The Bluestocking, vol XXVII: Cults, Hoaxers and Groupies
Hey all,
Sorry for the break in service last week, I spent Thursday evening writing the script for Week in Westminster instead of catching up on my reading list. This week came something I've been looking forward to for ages - recording a podcast about 18th century women writers with a couple of excellent academics. (The 18th century was the best century, and I will fight anyone who says differently.)
If you are also a historical nerd, I'd welcome any suggestions for topics we should cover in future, and questions we should address. I can EXCLUSIVELY REVEAL we did cover Jonathan Swift's "Lady's Dressing Room" - where a poet sees what women's bedrooms are really like and has a conniption that his flawless love-goddess needs to blow her nose sometimes - and the response to it attributed to Mary Wortley Montagu, where she reframes his complaint as being from a punter who suffered erectile dysfunction and therefore asked for a refund. Frankly, not enough modern poetry features lines such as:
The reverend lover with surprise Peeps in her bubbies and her eyes, And kisses both, and tries--and tries.
On a similar note, I saw Deadpool last week, and loved it. Happy International Women's Day, indeed.
Helen
A Polygamist Cult's Last Stand
In the late Nineties, Jeffs started spending more time in Short Creek. His father had become the prophet in 1986, but a series of strokes had left him mentally incapacitated, and over time, Jeffs became his father's most trusted counselor, and eventually his mouthpiece. At a meeting shortly after his father's death, Jeffs sat near the podium in the FLDS chapel, peering down at the congregation with a large portrait of his father propped up on a chair beside him. He explained that Rulon wasn't dead at all – he'd been "renewed," or reincarnated, and was standing before them. In other words, Jeffs was Rulon, which is why it was perfectly acceptable for him to marry his dad's wives.
Yeah, sounds legit.
The Internet Hoax Buster
Wright, a dark-haired woman with precisely arched eyebrows, has long been drawn to stories of serial killers, serial liars, and cult leaders. (A few years ago, she and her sister pledged to stop bringing up the Jonestown mass suicide on first dates.) She had obsessively followed the twisted stories of several women who had been caught creating elaborate fake personas online in the early days of the internet. There was Kaycee Nicole, a teenager dying of leukaemia who turned out to be a healthy middle-aged woman. And Jesse Jubilee James, a cowboy-fireman-poet with suicidal tendencies and liver cancer, who was actually the creation of a woman in her mid-50s. Now Wright found herself in the heady position of being the detective, uncovering a hoax of her own.

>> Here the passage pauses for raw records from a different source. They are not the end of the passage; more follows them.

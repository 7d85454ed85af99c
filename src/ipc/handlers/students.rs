use crate::ipc::error::{ok, respond, HandlerErr};
use crate::ipc::helpers::{conn, optional_str, required_str, selected_student};
use crate::ipc::types::{AppState, Request};
use crate::store;
use serde_json::{json, Value};

fn handle_students_list(state: &mut AppState, _req: &Request) -> Result<Value, HandlerErr> {
    let students = store::list_students(conn(state)?)?;
    Ok(json!({ "students": students }))
}

/// Creates a student. With `classId` the new student is enrolled in the same step.
fn handle_students_create(state: &mut AppState, req: &Request) -> Result<Value, HandlerErr> {
    let conn = conn(state)?;
    let name = required_str(&req.params, "name")?;
    let (student, enrolled) = match optional_str(&req.params, "classId")? {
        Some(class_id) => (store::create_and_enroll(conn, name, class_id)?, true),
        None => (store::insert_student(conn, name)?, false),
    };
    Ok(json!({
        "studentId": student.id,
        "student": student,
        "enrolled": enrolled
    }))
}

fn handle_students_enroll(state: &mut AppState, req: &Request) -> Result<Value, HandlerErr> {
    let conn = conn(state)?;
    let class_id = required_str(&req.params, "classId")?;
    let student_id = selected_student(&req.params)?;
    store::enroll_student(conn, &student_id, class_id)?;
    Ok(json!({ "ok": true }))
}

pub fn try_handle(state: &mut AppState, req: &Request) -> Option<Value> {
    let outcome = match req.method.as_str() {
        // Same as classes.list: no workspace means nothing to list.
        "students.list" if state.db.is_none() => {
            return Some(ok(&req.id, json!({ "students": [] })));
        }
        "students.list" => handle_students_list(state, req),
        "students.create" => handle_students_create(state, req),
        "students.enroll" => handle_students_enroll(state, req),
        _ => return None,
    };
    Some(respond(&req.id, outcome))
}
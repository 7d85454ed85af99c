use bpaf::*;
use std::path::PathBuf;
use tracing::level_filters::LevelFilter;

#[derive(Debug, Clone)]
pub struct Options {
    /// Workspace to open before the first request arrives.
    pub workspace: Option<PathBuf>,
    pub log_level: LevelFilter,
}

pub fn options() -> OptionParser<Options> {
    let workspace = long("workspace")
        .short('w')
        .help("Directory holding gradebook.sqlite3; created if missing")
        .argument::<PathBuf>("PATH")
        .optional();

    let log_level = long("log-level")
        .help("Log verbosity on stderr: off, error, warn, info, debug, trace")
        .argument::<LevelFilter>("LEVEL")
        .fallback(LevelFilter::INFO);

    construct!(Options {
        workspace,
        log_level
    })
    .to_options()
    .descr("Gradebook sidecar: JSON requests on stdin, one JSON response per line on stdout")
    .version(env!("CARGO_PKG_VERSION"))
}

#[cfg(test)]
mod tests {
    use super::*;

    #[test]
    fn defaults_to_no_workspace_and_info() {
        let empty: &[&str] = &[];
        let opts = options().run_inner(empty).expect("parse");
        assert!(opts.workspace.is_none());
        assert_eq!(opts.log_level, LevelFilter::INFO);
    }

    #[test]
    fn reads_workspace_and_level() {
        let opts = options()
            .run_inner(&["--workspace", "/tmp/gb", "--log-level", "debug"])
            .expect("parse");
        assert_eq!(opts.workspace, Some(PathBuf::from("/tmp/gb")));
        assert_eq!(opts.log_level, LevelFilter::DEBUG);
    }

    #[test]
    fn rejects_unknown_level() {
        assert!(options().run_inner(&["--log-level", "loud"]).is_err());
    }
}
use std::path::{Path, PathBuf};

use rusqlite::Connection;
use serde::Deserialize;

use crate::db;

#[derive(Debug, Deserialize, Clone)]
pub struct Request {
    pub id: String,
    pub method: String,
    #[serde(default)]
    pub params: serde_json::Value,
}

/// Everything the sidecar remembers between requests. At most one workspace
/// (and so one connection) is open at a time.
#[derive(Default)]
pub struct AppState {
    pub workspace: Option<PathBuf>,
    pub db: Option<Connection>,
}

impl AppState {
    pub fn new() -> Self {
        Self::default()
    }

    /// Opens `path` as the active workspace, closing any previous one first.
    /// On failure the previous workspace is already closed and the state is empty.
    pub fn open(&mut self, path: &Path) -> anyhow::Result<()> {
        self.close();
        let conn = db::open_db(path)?;
        self.workspace = Some(path.to_path_buf());
        self.db = Some(conn);
        Ok(())
    }

    pub fn close(&mut self) {
        let workspace = self.workspace.take();
        let Some(conn) = self.db.take() else {
            return;
        };
        match conn.close() {
            Ok(()) => tracing::info!(workspace = ?workspace, "closed gradebook database"),
            Err((_conn, e)) => {
                tracing::error!(workspace = ?workspace, error = %e, "failed to close database cleanly")
            }
        }
    }
}

impl Drop for AppState {
    fn drop(&mut self) {
        self.close();
    }
}
//! Rewrites an arbitrary context-free grammar into Chomsky normal form.
//!
//! The rewrite is a fixed pipeline of seven stages. Each stage reads one rule set
//! and builds a new one:
//!
//! 1. [`rename`] tags every symbol as original.
//! 2. [`introduce_start`] adds a unique start symbol.
//! 3. [`enforce_terminal_bodies`] moves terminals behind their own rules.
//! 4. [`binarize`] splits bodies longer than two symbols.
//! 5. [`eliminate_nullable`] removes empty bodies.
//! 6. [`eliminate_unit`] removes bodies that consist of a single nonterminal.
//! 7. [`prettify`] renders tagged symbols for display.

#![deny(unsafe_code)]
#![deny(
    missing_copy_implementations,
    trivial_casts,
    trivial_numeric_casts,
    unused_import_braces,
    unused_qualifications
)]
#![cfg_attr(test, deny(warnings))]

mod binarize;
mod check;
mod nullable;
mod prettify;
mod rename;
mod start;
mod term;
mod unit;

use log::debug;

use cnf_grammar::RuleSet;
use cnf_symbol::{Name, Pretty, Symbol};

pub use crate::binarize::binarize;
pub use crate::check::{check_cnf, CnfViolation};
pub use crate::nullable::{drop_or_keep, eliminate_nullable, nullable_symbols};
pub use crate::prettify::prettify;
pub use crate::rename::rename;
pub use crate::start::introduce_start;
pub use crate::term::enforce_terminal_bodies;
pub use crate::unit::eliminate_unit;

/// Rewrites `rules` into Chomsky normal form. The language derived from `start` is
/// preserved, except for the empty string.
///
/// The result derives that language from [`start_symbol`]. Names of `rules` must pass
/// [`RuleSet::check_names`]; a name rendering like a synthetic symbol would be merged
/// with it.
pub fn normalize(rules: &RuleSet<Name>, start: &str) -> RuleSet<Pretty> {
    let renamed = rename(rules);
    log_stage("rename", &renamed);
    let started = introduce_start(&renamed, start);
    log_stage("start", &started);
    let term = enforce_terminal_bodies(&started);
    log_stage("term", &term);
    let bin = binarize(&term);
    log_stage("bin", &bin);
    let del = eliminate_nullable(&bin);
    log_stage("del", &del);
    let unit = eliminate_unit(&del);
    log_stage("unit", &unit);
    debug_assert!(check_cnf(&unit).is_ok(), "not in Chomsky normal form");
    prettify(&unit)
}

/// Returns the rendered start symbol of every normalized grammar.
pub fn start_symbol() -> Pretty {
    Symbol::Start.to_pretty()
}

/// Allows normalization to be called as a method.
pub trait CnfNormalizeExt {
    /// Rewrites the grammar into Chomsky normal form.
    ///
    /// See [`normalize`].
    fn to_cnf(&self, start: &str) -> RuleSet<Pretty>;
}

impl CnfNormalizeExt for RuleSet<Name> {
    fn to_cnf(&self, start: &str) -> RuleSet<Pretty> {
        normalize(self, start)
    }
}

fn log_stage(stage: &str, rules: &RuleSet<Symbol>) {
    debug!(
        "{}: {} rules for {} symbols",
        stage,
        rules.num_rules(),
        rules.len()
    );
}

This has everything you want: internet vigilantes, Munchausens by Internet, and a social group afflicted with whale cancer.
How Should We Feel About David Bowie and Lori Maddox?
There are no precise enough words or satisfying enough conclusions to fully account for her story, or any like it. It’s easy to see what Bowie represents here: a sexual norm that has always appallingly favored men, and the abuse that stems from and surpasses even that. It is easy to denounce the part Bowie played in this, even with any number of purportedly mitigating factors: the political context, Maddox’s story, the fact that he lived with generosity and openness, the less generous fact that his synapses were perpetually blitzed with cocaine. It is less easy to turn over what Maddox evinces in this narrative, from the late 1970s to her account of it now—which is that women have developed the vastly unfair, nonetheless remarkable, and still essential ability to find pleasure and freedom in a system that oppresses them.
There was just so much to think about in this essay by Jezebel's Jia Tolentino about David Bowie's sexual encounter with a 15-year-old fan in the 1970s: the relationship between the art and the artist; how the "sexual revolution" of the 1960s gave men another way to make women feel guilty for not wanting to have sex with them; how those hag-ridden old "sex negative" Second Wave feminists were shaped by that context. It doesn't offer any easy conclusions, which I like. We can't possibly cleanse the artistic record of anyone who ever did a "problematic" thing, but we should also resist the temptation to airbrush out our heroes' flaws.
On a related note, this piece from the Pool on why adult men like teenage girls really spoke to me. For a certain kind of insecure man, it seems obvious how having a "protegee" is more attractive than dealing with a full-blown adult women with desires and needs of her own. Last year's film The Diary Of A Teenage Girl dealt with this subject too: you start off thinking, "Yeah, at 16 I'd have been pretty flattered if Alexander Skarsgard had been interested in me, too", and end up thinking, "Oh lord. This is a bit tragic." Applying the word "victim" to that kind of relationship seems like it flattens it.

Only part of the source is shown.